Stored items
· · · · ·

//! Cache Module
//!
//! Provides an in-memory cache with type-erased keys and FIFO count-limit eviction.

mod entry;
mod key;
mod order;
mod stats;
mod store;


// Re-export public types
pub use entry::CacheEntry;
pub use key::{AnyKey, DynKey, FloatKey};
pub(crate) use order::InsertionOrder;
pub use stats::CacheStats;
pub use store::{MemoryCache, SharedCache};
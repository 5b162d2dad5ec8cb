//! Insertion Order Module
//!
//! Tracks the order keys were first inserted, for FIFO eviction.

use std::collections::BTreeMap;

use crate::cache::key::AnyKey;

// == Insertion Order ==
/// Tracks insertion order for FIFO eviction.
///
/// Every newly inserted key gets the next sequence number; the lowest
/// number is the oldest insertion. Removal by sequence number is O(log n).
///
/// Overwriting a key does not move it; reads never reorder.
#[derive(Debug, Default)]
pub struct InsertionOrder {
    /// Keys by insertion sequence
    order: BTreeMap<u64, AnyKey>,
    /// Sequence number for the next insertion
    next_seq: u64,
}

impl InsertionOrder {
    // == Push ==
    /// Records a newly inserted key as the newest and returns its sequence number.
    ///
    /// Callers must only push keys that are not already tracked.
    pub fn push(&mut self, key: AnyKey) -> u64 {
        let seq = self.next_seq;
        self.next_seq += 1;
        self.order.insert(seq, key);
        seq
    }

    // == Remove ==
    /// Stops tracking the key inserted as `seq`. No-op if it isn't tracked.
    pub fn remove(&mut self, seq: u64) -> Option<AnyKey> {
        self.order.remove(&seq)
    }

    // == Pop Oldest ==
    /// Returns and stops tracking the oldest key.
    pub fn pop_oldest(&mut self) -> Option<AnyKey> {
        self.order.pop_first().map(|(_, key)| key)
    }

    /// Iterates `(seq, key)` pairs from oldest to newest.
    pub fn iter(&self) -> impl Iterator<Item = (u64, &AnyKey)> {
        self.order.iter().map(|(seq, key)| (*seq, key))
    }

    pub fn clear(&mut self) {
        self.order.clear();
    }
}
//! Nevermore - A small in-memory cache for derived data
//!
//! Caches values of any type under keys of any hashable type, with optional
//! FIFO eviction past an item-count limit and a flush on low memory.
//!
//! `MemoryCache` is not internally synchronized. Share one instance between
//! tasks through [`SharedCache`], created once at startup and passed to
//! whatever needs it.

pub mod cache;
pub mod config;
pub mod error;
pub mod tasks;

pub use cache::{AnyKey, CacheStats, FloatKey, MemoryCache, SharedCache};
pub use config::Config;
pub use error::{NevermoreError, Result};
pub use tasks::{LowMemoryNotifier, LowMemorySubscription};
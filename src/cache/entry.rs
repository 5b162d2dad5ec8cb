//! Cache Entry Module
//!
//! Defines the type-erased value stored under each cache key.

use std::any::Any;
use std::fmt;

// == Cache Entry ==
/// A single cached value of any type, recovered by checked downcast.
pub struct CacheEntry {
    /// The stored value
    value: Box<dyn Any + Send + Sync>,
    /// Concrete type of the stored value, for diagnostics
    type_name: &'static str,
    /// Insertion sequence number in the eviction order
    seq: u64,
}

impl CacheEntry {
    // == Constructor ==
    /// Boxes `value` into a new entry inserted as `seq`.
    pub fn new<V>(value: V, seq: u64) -> Self
    where
        V: Any + Send + Sync,
    {
        Self {
            value: Box::new(value),
            type_name: std::any::type_name::<V>(),
            seq,
        }
    }

    // == Replace ==
    /// Swaps in a new value, keeping the insertion sequence.
    pub fn replace<V>(&mut self, value: V)
    where
        V: Any + Send + Sync,
    {
        self.value = Box::new(value);
        self.type_name = std::any::type_name::<V>();
    }

    // == Downcast ==
    /// Returns the value as a `V`, or `None` if it was stored as another type.
    pub fn downcast_ref<V: Any>(&self) -> Option<&V> {
        (*self.value).downcast_ref::<V>()
    }

    /// Mutable variant of [`CacheEntry::downcast_ref`].
    pub fn downcast_mut<V: Any>(&mut self) -> Option<&mut V> {
        (*self.value).downcast_mut::<V>()
    }

    /// Returns true if the value was stored as a `V`.
    pub fn is<V: Any>(&self) -> bool {
        (*self.value).is::<V>()
    }

    /// The untyped value.
    pub fn value(&self) -> &(dyn Any + Send + Sync) {
        &*self.value
    }

    pub fn type_name(&self) -> &'static str {
        self.type_name
    }

    /// Insertion sequence number in the eviction order.
    pub fn seq(&self) -> u64 {
        self.seq
    }
}

impl fmt::Debug for CacheEntry {
    fn fmt(&self, f: &mut fmt::Formatter<'_>) -> fmt::Result {
        f.debug_struct("CacheEntry")
            .field("type_name", &self.type_name)
            .field("seq", &self.seq)
            .finish_non_exhaustive()
    }
}

// == Unit Tests ==
#[cfg(test)]
mod tests {
    use super::*;

    #[test]
    fn test_entry_downcast_matching_type() {
        let entry = CacheEntry::new("test_value".to_string(), 0);

        assert_eq!(
            entry.downcast_ref::<String>().map(String::as_str),
            Some("test_value")
        );
        assert!(entry.is::<String>());
    }

    #[test]
    fn test_entry_downcast_wrong_type() {
        let entry = CacheEntry::new(42_i32, 0);

        assert!(entry.downcast_ref::<i64>().is_none());
        assert!(entry.downcast_ref::<String>().is_none());
        // Still holds the original
        assert_eq!(entry.downcast_ref::<i32>(), Some(&42));
    }

    #[test]
    fn test_entry_downcast_mut() {
        let mut entry = CacheEntry::new(vec![1, 2, 3], 0);

        if let Some(items) = entry.downcast_mut::<Vec<i32>>() {
            items.push(4);
        }

        assert_eq!(entry.downcast_ref::<Vec<i32>>(), Some(&vec![1, 2, 3, 4]));
    }

    #[test]
    fn test_entry_untyped_value() {
        let entry = CacheEntry::new(1.5_f64, 0);

        assert_eq!(entry.value().downcast_ref::<f64>(), Some(&1.5));
        assert_eq!(entry.type_name(), "f64");
    }

    #[test]
    fn test_entry_debug_shows_type() {
        let entry = CacheEntry::new(7_u8, 3);
        assert_eq!(
            format!("{:?}", entry),
            "CacheEntry { type_name: \"u8\", seq: 3, .. }"
        );
    }

    #[test]
    fn test_entry_replace_keeps_seq() {
        let mut entry = CacheEntry::new(1_u8, 5);

        entry.replace("now text".to_string());

        assert_eq!(entry.seq(), 5);
        assert!(entry.downcast_ref::<u8>().is_none());
        assert_eq!(entry.type_name(), "alloc::string::String");
        assert!(entry.is::<String>());
    }
}
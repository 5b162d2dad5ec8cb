//! Background Tasks Module
//!
//! Contains tasks that react to signals from the host environment.
//!
//! # Tasks
//! - Low-memory listener: flushes a shared cache when the host reports memory pressure

mod low_memory;

pub use low_memory::{LowMemoryNotifier, LowMemorySubscription};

· · · · ·

**WHAT THIS TASK INVOLVES**
An exact repetition of all the records above is required.

**OUTPUT**
//! Cache Module
//!
//! Provides an in-memory cache with type-erased keys and FIFO count-limit eviction.

mod entry;
mod key;
mod order;
mod stats;
mod store;


// Re-export public types
pub use entry::CacheEntry;
pub use key::{AnyKey, DynKey, FloatKey};
pub(crate) use order::InsertionOrder;
pub use stats::CacheStats;
pub use store::{MemoryCache, SharedCache};
repository 5b162d2dad5ec8cb
//! Insertion Order Module
//!
//! Tracks the order keys were first inserted, for FIFO eviction.

use std::collections::BTreeMap;

use crate::cache::key::AnyKey;

// == Insertion Order ==
/// Tracks insertion order for FIFO eviction.
///
/// Every newly inserted key gets the next sequence number; the lowest
/// number is the oldest insertion. Removal by sequence number is O(log n).
///
/// Overwriting a key does not move it; reads never reorder.
#[derive(Debug, Default)]
pub struct InsertionOrder {
    /// Keys by insertion sequence
    order: BTreeMap<u64, AnyKey>,
    /// Sequence number for the next insertion
    next_seq: u64,
}

impl InsertionOrder {
    // == Push ==
    /// Records a newly inserted key as the newest and returns its sequence number.
    ///
    /// Callers must only push keys that are not already tracked.
    pub fn push(&mut self, key: AnyKey) -> u64 {
        let seq = self.next_seq;
        self.next_seq += 1;
        self.order.insert(seq, key);
        seq
    }

    // == Remove ==
    /// Stops tracking the key inserted as `seq`. No-op if it isn't tracked.
    pub fn remove(&mut self, seq: u64) -> Option<AnyKey> {
        self.order.remove(&seq)
    }

    // == Pop Oldest ==
    /// Returns and stops tracking the oldest key.
    pub fn pop_oldest(&mut self) -> Option<AnyKey> {
        self.order.pop_first().map(|(_, key)| key)
    }

    /// Iterates `(seq, key)` pairs from oldest to newest.
    pub fn iter(&self) -> impl Iterator<Item = (u64, &AnyKey)> {
        self.order.iter().map(|(seq, key)| (*seq, key))
    }

    pub fn clear(&mut self) {
        self.order.clear();
    }
}
//! Nevermore - A small in-memory cache for derived data
//!
//! Caches values of any type under keys of any hashable type, with optional
//! FIFO eviction past an item-count limit and a flush on low memory.
//!
//! `MemoryCache` is not internally synchronized. Share one instance between
//! tasks through [`SharedCache`], created once at startup and passed to
//! whatever needs it.

pub mod cache;
pub mod config;
pub mod error;
pub mod tasks;

pub use cache::{AnyKey, CacheStats, FloatKey, MemoryCache, SharedCache};
pub use config::Config;
pub use error::{NevermoreError, Result};
pub use tasks::{LowMemoryNotifier, LowMemorySubscription};
filename src/cache/entry.rs
repository 5b162d2dad5ec8cb
//! Cache Entry Module
//!
//! Defines the type-erased value stored under each cache key.

use std::any::Any;
use std::fmt;

// == Cache Entry ==
/// A single cached value of any type, recovered by checked downcast.
pub struct CacheEntry {
    /// The stored value
    value: Box<dyn Any + Send + Sync>,
    /// Concrete type of the stored value, for diagnostics
    type_name: &'static str,
    /// Insertion sequence number in the eviction order
    seq: u64,
}

impl CacheEntry {
    // == Constructor ==
    /// Boxes `value` into a new entry inserted as `seq`.
    pub fn new<V>(value: V, seq: u64) -> Self
    where
        V: Any + Send + Sync,
    {
        Self {
            value: Box::new(value),
            type_name: std::any::type_name::<V>(),
            seq,
        }
    }

    // == Replace ==
    /// Swaps in a new value, keeping the insertion sequence.
    pub fn replace<V>(&mut self, value: V)
    where
        V: Any + Send + Sync,
    {
        self.value = Box::new(value);
        self.type_name = std::any::type_name::<V>();
    }

    // == Downcast ==
    /// Returns the value as a `V`, or `None` if it was stored as another type.
    pub fn downcast_ref<V: Any>(&self) -> Option<&V> {
        (*self.value).downcast_ref::<V>()
    }

    /// Mutable variant of [`CacheEntry::downcast_ref`].
    pub fn downcast_mut<V: Any>(&mut self) -> Option<&mut V> {
        (*self.value).downcast_mut::<V>()
    }

    /// Returns true if the value was stored as a `V`.
    pub fn is<V: Any>(&self) -> bool {
        (*self.value).is::<V>()
    }

    /// The untyped value.
    pub fn value(&self) -> &(dyn Any + Send + Sync) {
        &*self.value
    }

    pub fn type_name(&self) -> &'static str {
        self.type_name
    }

    /// Insertion sequence number in the eviction order.
    pub fn seq(&self) -> u64 {
        self.seq
    }
}

impl fmt::Debug for CacheEntry {
    fn fmt(&self, f: &mut fmt::Formatter<'_>) -> fmt::Result {
        f.debug_struct("CacheEntry")
            .field("type_name", &self.type_name)
            .field("seq", &self.seq)
            .finish_non_exhaustive()
    }
}

// == Unit Tests ==
#[cfg(test)]
mod tests {
    use super::*;

    #[test]
    fn test_entry_downcast_matching_type() {
        let entry = CacheEntry::new("test_value".to_string(), 0);

        assert_eq!(
            entry.downcast_ref::<String>().map(String::as_str),
            Some("test_value")
        );
        assert!(entry.is::<String>());
    }

    #[test]
    fn test_entry_downcast_wrong_type() {
        let entry = CacheEntry::new(42_i32, 0);

        assert!(entry.downcast_ref::<i64>().is_none());
        assert!(entry.downcast_ref::<String>().is_none());
        // Still holds the original
        assert_eq!(entry.downcast_ref::<i32>(), Some(&42));
    }

    #[test]
    fn test_entry_downcast_mut() {
        let mut entry = CacheEntry::new(vec![1, 2, 3], 0);

        if let Some(items) = entry.downcast_mut::<Vec<i32>>() {
            items.push(4);
        }

        assert_eq!(entry.downcast_ref::<Vec<i32>>(), Some(&vec![1, 2, 3, 4]));
    }

    #[test]
    fn test_entry_untyped_value() {
        let entry = CacheEntry::new(1.5_f64, 0);

        assert_eq!(entry.value().downcast_ref::<f64>(), Some(&1.5));
        assert_eq!(entry.type_name(), "f64");
    }

    #[test]
    fn test_entry_debug_shows_type() {
        let entry = CacheEntry::new(7_u8, 3);
        assert_eq!(
            format!("{:?}", entry),
            "CacheEntry { type_name: \"u8\", seq: 3, .. }"
        );
    }

    #[test]
    fn test_entry_replace_keeps_seq() {
        let mut entry = CacheEntry::new(1_u8, 5);

        entry.replace("now text".to_string());

        assert_eq!(entry.seq(), 5);
        assert!(entry.downcast_ref::<u8>().is_none());
        assert_eq!(entry.type_name(), "alloc::string::String");
        assert!(entry.is::<String>());
    }
}
repository 5b162d2dad5ec8cb
//! Background Tasks Module
//!
//! Contains tasks that react to signals from the host environment.
//!
//! # Tasks
//! - Low-memory listener: flushes a shared cache when the host reports memory pressure

mod low_memory;

pub use low_memory::{LowMemoryNotifier, LowMemorySubscription};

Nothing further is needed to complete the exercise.